■ EXERCISE DETAILS:
Only the lines below starting at the one that contains "let mut state" and ending at the one that contains "state.next_id += 1;" are to be reproduced, exactly and with both ends kept.

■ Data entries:
-------
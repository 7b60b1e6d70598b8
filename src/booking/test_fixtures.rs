//! Shared test fixtures: an in-memory stand-in for the booking service.

use std::collections::BTreeMap;
use std::sync::Mutex;

use serde_json::{Value, json};

use super::{Booking, BookingDates};
use crate::transport::{HttpClient, HttpError, HttpRequest, HttpResponse, RequestBody};

/// Token handed out by [`FakeBooker`] for valid credentials.
pub(crate) const FAKE_TOKEN: &str = "abc123";

/// Username accepted by [`FakeBooker`].
pub(crate) const FAKE_USER: &str = "admin";

/// Password accepted by [`FakeBooker`].
pub(crate) const FAKE_PASSWORD: &str = "password123";

pub(crate) fn sample_booking() -> Booking {
    Booking {
        firstname: "Jim".to_string(),
        lastname: "Brown".to_string(),
        totalprice: 111,
        depositpaid: true,
        bookingdates: BookingDates {
            checkin: "2018-01-01".to_string(),
            checkout: "2019-01-01".to_string(),
        },
        additionalneeds: "Breakfast".to_string(),
    }
}

#[derive(Debug)]
struct FakeState {
    next_id: u64,
    bookings: BTreeMap<u64, Value>,
    requests: Vec<HttpRequest>,
}

/// In-memory booking service mimicking restful-booker's responses:
/// `/ping` answers 201, writes need the token cookie (403 otherwise),
/// deletes answer 201, unknown bookings 404 on read and 405 on write.
#[derive(Debug)]
pub(crate) struct FakeBooker {
    state: Mutex<FakeState>,
}

impl Default for FakeBooker {
    fn default() -> Self {
        Self {
            state: Mutex::new(FakeState {
                next_id: 1,
                bookings: BTreeMap::new(),
                requests: Vec::new(),
            }),
        }
    }
}

impl FakeBooker {
    pub(crate) fn requests(&self) -> Vec<HttpRequest> {
        self.state.lock().unwrap().requests.clone()
    }

    pub(crate) fn booking(&self, id: u64) -> Option<Value> {
        self.state.lock().unwrap().bookings.get(&id).cloned()
    }

    fn handle(&self, req: &HttpRequest) -> HttpResponse {
        let mut state = self.state.lock().unwrap();
        state.requests.push(req.clone());

        let segments: Vec<&str> = req
            .url
            .path_segments()
            .map(Iterator::collect)
            .unwrap_or_default();

        match (req.method.as_str(), segments.as_slice()) {
            ("GET", ["ping"]) => text(201, "Created"),
            ("POST", ["auth"]) => auth(req),
            ("POST", ["booking"]) => match body(req) {
                Some(booking) if serde_json::from_value::<Booking>(booking.clone()).is_ok() => {
                    let id = state.next_id;
                    state.next_id += 1;
                    state.bookings.insert(id, booking.clone());
                    json_response(200, &json!({"bookingid": id, "booking": booking}))
                }
                _ => text(500, "Internal Server Error"),
            },
            ("GET", ["booking", id]) => match parse_id(id).and_then(|id| state.bookings.get(&id)) {
                Some(booking) => json_response(200, booking),
                None => text(404, "Not Found"),
            },
            (method @ ("PUT" | "PATCH" | "DELETE"), ["booking", id]) => {
                if !authorized(req) {
                    return text(403, "Forbidden");
                }
                let Some(id) = parse_id(id).filter(|id| state.bookings.contains_key(id)) else {
                    return text(405, "Method Not Allowed");
                };
                write(&mut state.bookings, method, id, body(req))
            }
            _ => text(404, "Not Found"),
        }
    }
}

impl HttpClient for FakeBooker {
    async fn request(&self, req: HttpRequest) -> Result<HttpResponse, HttpError> {
        Ok(self.handle(&req))
    }
}

fn write(
    bookings: &mut BTreeMap<u64, Value>,
    method: &str,
    id: u64,
    payload: Option<Value>,
) -> HttpResponse {
    match (method, payload) {
        ("DELETE", _) => {
            bookings.remove(&id);
            text(201, "Created")
        }
        ("PUT", Some(replacement)) => {
            bookings.insert(id, replacement.clone());
            json_response(200, &replacement)
        }
        ("PATCH", Some(Value::Object(fields))) => {
            let Some(Value::Object(stored)) = bookings.get_mut(&id) else {
                return text(500, "Internal Server Error");
            };
            stored.extend(fields);
            let merged = Value::Object(stored.clone());
            json_response(200, &merged)
        }
        _ => text(400, "Bad Request"),
    }
}

fn auth(req: &HttpRequest) -> HttpResponse {
    let accepted = body(req).is_some_and(|creds| {
        creds["username"] == FAKE_USER && creds["password"] == FAKE_PASSWORD
    });

    if accepted {
        json_response(200, &json!({"token": FAKE_TOKEN}))
    } else {
        json_response(200, &json!({"reason": "Bad credentials"}))
    }
}

fn authorized(req: &HttpRequest) -> bool {
    let expected = format!("token={FAKE_TOKEN}");
    req.headers
        .get(http::header::COOKIE)
        .and_then(|value| value.to_str().ok())
        .is_some_and(|cookie| cookie == expected)
}

fn body(req: &HttpRequest) -> Option<Value> {
    match &req.body {
        RequestBody::Json(value) => Some(value.clone()),
        RequestBody::Raw(bytes) => serde_json::from_slice(bytes).ok(),
        RequestBody::Empty => None,
    }
}

fn parse_id(raw: &str) -> Option<u64> {
    raw.parse().ok()
}

fn text(status: u16, body: &str) -> HttpResponse {
    let mut headers = http::HeaderMap::new();
    headers.insert(
        http::header::CONTENT_TYPE,
        http::HeaderValue::from_static("text/plain; charset=utf-8"),
    );
    HttpResponse::new(
        http::StatusCode::from_u16(status).unwrap(),
        headers,
        body.as_bytes().to_vec(),
    )
}

fn json_response(status: u16, value: &Value) -> HttpResponse {
    let mut headers = http::HeaderMap::new();
    headers.insert(
        http::header::CONTENT_TYPE,
        http::HeaderValue::from_static("application/json; charset=utf-8"),
    );
    HttpResponse::new(
        http::StatusCode::from_u16(status).unwrap(),
        headers,
        serde_json::to_vec(value).unwrap(),
    )
}
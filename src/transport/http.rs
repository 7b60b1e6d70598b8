//! HTTP request/response types and client trait.

use std::sync::Arc;

use serde::de::DeserializeOwned;

use super::HttpError;

/// Body of an outgoing request.
///
/// Structured payloads are kept as [`serde_json::Value`] until the
/// transport sends them, so observers can still see their structure.
#[derive(Debug, Clone, Default, PartialEq)]
pub enum RequestBody {
    /// No body.
    #[default]
    Empty,
    /// Structured JSON payload.
    Json(serde_json::Value),
    /// Raw bytes sent as-is.
    Raw(Vec<u8>),
}

impl RequestBody {
    /// Returns true if there is no body.
    #[must_use]
    pub const fn is_empty(&self) -> bool {
        matches!(self, Self::Empty)
    }
}

/// An HTTP request to be sent.
///
/// This is a value type that can be constructed and passed to any
/// [`HttpClient`] implementation. It uses standard `http` crate types
/// for method and headers.
#[derive(Debug, Clone)]
pub struct HttpRequest {
    /// HTTP method (GET, POST, PUT, PATCH, DELETE)
    pub method: http::Method,
    /// Absolute target URL
    pub url: url::Url,
    /// HTTP headers to send
    pub headers: http::HeaderMap,
    /// Request body
    pub body: RequestBody,
}

impl HttpRequest {
    /// Creates a new HTTP request with the given method and URL.
    ///
    /// Headers are initialized to an empty map and the body is empty.
    #[must_use]
    pub fn new(method: http::Method, url: url::Url) -> Self {
        Self {
            method,
            url,
            headers: http::HeaderMap::new(),
            body: RequestBody::Empty,
        }
    }

    /// Creates a GET request to the given URL.
    #[must_use]
    pub fn get(url: url::Url) -> Self {
        Self::new(http::Method::GET, url)
    }

    /// Creates a POST request to the given URL.
    #[must_use]
    pub fn post(url: url::Url) -> Self {
        Self::new(http::Method::POST, url)
    }

    /// Creates a PUT request to the given URL.
    #[must_use]
    pub fn put(url: url::Url) -> Self {
        Self::new(http::Method::PUT, url)
    }

    /// Creates a PATCH request to the given URL.
    #[must_use]
    pub fn patch(url: url::Url) -> Self {
        Self::new(http::Method::PATCH, url)
    }

    /// Creates a DELETE request to the given URL.
    #[must_use]
    pub fn delete(url: url::Url) -> Self {
        Self::new(http::Method::DELETE, url)
    }

    /// Sets a structured JSON body.
    #[must_use]
    pub fn with_json(mut self, value: serde_json::Value) -> Self {
        self.body = RequestBody::Json(value);
        self
    }

    /// Sets a raw body.
    #[must_use]
    pub fn with_body(mut self, body: Vec<u8>) -> Self {
        self.body = RequestBody::Raw(body);
        self
    }

    /// Adds a header to the request.
    ///
    /// If the header name already exists, the value is appended
    /// (HTTP headers can have multiple values).
    #[must_use]
    pub fn with_header(mut self, name: http::HeaderName, value: http::HeaderValue) -> Self {
        self.headers.append(name, value);
        self
    }
}

/// An HTTP response received from a server.
///
/// Contains the status code, headers, and body of the response.
/// The body is fully buffered into memory.
#[derive(Debug, Clone)]
pub struct HttpResponse {
    /// HTTP status code
    pub status: http::StatusCode,
    /// Response headers
    pub headers: http::HeaderMap,
    /// Response body (fully buffered)
    pub body: Vec<u8>,
}

impl HttpResponse {
    /// Creates a new HTTP response.
    #[must_use]
    pub const fn new(status: http::StatusCode, headers: http::HeaderMap, body: Vec<u8>) -> Self {
        Self {
            status,
            headers,
            body,
        }
    }

    /// Returns true if the status code indicates success (2xx).
    #[must_use]
    pub fn is_success(&self) -> bool {
        self.status.is_success()
    }

    /// Returns the body as a UTF-8 string, if valid.
    #[must_use]
    pub fn body_text(&self) -> Option<&str> {
        std::str::from_utf8(&self.body).ok()
    }

    /// Deserializes the body as JSON.
    ///
    /// # Errors
    ///
    /// Returns an error if the body is not valid JSON for `T`.
    pub fn json<T: DeserializeOwned>(&self) -> Result<T, serde_json::Error> {
        serde_json::from_slice(&self.body)
    }
}

/// Trait for making HTTP requests.
///
/// # Design
///
/// This trait abstracts the HTTP client implementation, enabling:
/// - Dependency injection for testing with mock clients
/// - Swapping HTTP libraries without changing calling code
/// - Observing every call via decorators (see `recorder::RecordingClient`)
///
/// # Example
///
/// ```ignore
/// use booker_probe::transport::{HttpClient, HttpRequest, HttpResponse, HttpError};
///
/// struct MockClient {
///     response: HttpResponse,
/// }
///
/// impl HttpClient for MockClient {
///     async fn request(&self, _req: HttpRequest) -> Result<HttpResponse, HttpError> {
///         Ok(self.response.clone())
///     }
/// }
/// ```
pub trait HttpClient: Send + Sync {
    /// Sends an HTTP request and returns the response.
    ///
    /// # Errors
    ///
    /// Returns [`HttpError`] when:
    /// - Network connection fails ([`HttpError::Connection`])
    /// - Request times out ([`HttpError::Timeout`])
    /// - URL is invalid ([`HttpError::InvalidUrl`])
    /// - The JSON payload cannot be encoded ([`HttpError::Payload`])
    fn request(
        &self,
        req: HttpRequest,
    ) -> impl std::future::Future<Output = Result<HttpResponse, HttpError>> + Send;
}

impl<T: HttpClient> HttpClient for Arc<T> {
    async fn request(&self, req: HttpRequest) -> Result<HttpResponse, HttpError> {
        (**self).request(req).await
    }
}
//! Tests for loading configuration files.

use crate::config::{default_config_template, write_default_config};

use super::*;

#[test]
fn load_without_config_file() {
    let config = ValidatedConfig::load(&cli(&["--base-url", "http://localhost:3001"])).unwrap();

    assert_eq!(config.base_url.as_str(), "http://localhost:3001/");
}

#[test]
fn load_reads_config_file() {
    let dir = tempfile::tempdir().unwrap();
    let path = dir.path().join("probe.toml");
    std::fs::write(&path, "[target]\ntimeout = 9\n").unwrap();

    let config = ValidatedConfig::load(&cli(&["--config", path.to_str().unwrap()])).unwrap();

    assert_eq!(config.timeout.as_secs(), 9);
}

#[test]
fn load_reports_missing_file() {
    let dir = tempfile::tempdir().unwrap();
    let path = dir.path().join("absent.toml");

    let result = ValidatedConfig::load(&cli(&["--config", path.to_str().unwrap()]));

    assert!(matches!(result, Err(ConfigError::FileRead { .. })));
}

#[test]
fn load_reports_invalid_toml() {
    let dir = tempfile::tempdir().unwrap();
    let path = dir.path().join("broken.toml");
    std::fs::write(&path, "[target\n").unwrap();

    let result = ValidatedConfig::load(&cli(&["--config", path.to_str().unwrap()]));

    assert!(matches!(result, Err(ConfigError::TomlParse(_))));
}

#[test]
fn write_default_config_creates_loadable_file() {
    let dir = tempfile::tempdir().unwrap();
    let path = dir.path().join("booker-probe.toml");

    write_default_config(&path).unwrap();

    assert_eq!(
        std::fs::read_to_string(&path).unwrap(),
        default_config_template()
    );
    let toml = TomlConfig::load(&path).unwrap();
    let config = ValidatedConfig::from_raw(&cli(&[]), Some(&toml), no_env).unwrap();
    assert_eq!(
        config.base_url.as_str(),
        "https://restful-booker.herokuapp.com/"
    );
}

#[test]
fn write_default_config_reports_unwritable_path() {
    let dir = tempfile::tempdir().unwrap();
    let path = dir.path().join("missing-dir").join("booker-probe.toml");

    let result = write_default_config(&path);

    assert!(matches!(result, Err(ConfigError::FileWrite { .. })));
}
-------
■ TASK OUTPUT:
        let mut state = self.state.lock().unwrap();
        state.requests.push(req.clone());

        let segments: Vec<&str> = req
            .url
            .path_segments()
            .map(Iterator::collect)
            .unwrap_or_default();

        match (req.method.as_str(), segments.as_slice()) {
            ("GET", ["ping"]) => text(201, "Created"),
            ("POST", ["auth"]) => auth(req),
            ("POST", ["booking"]) => match body(req) {
                Some(booking) if serde_json::from_value::<Booking>(booking.clone()).is_ok() => {
                    let id = state.next_id;
                    state.next_id += 1;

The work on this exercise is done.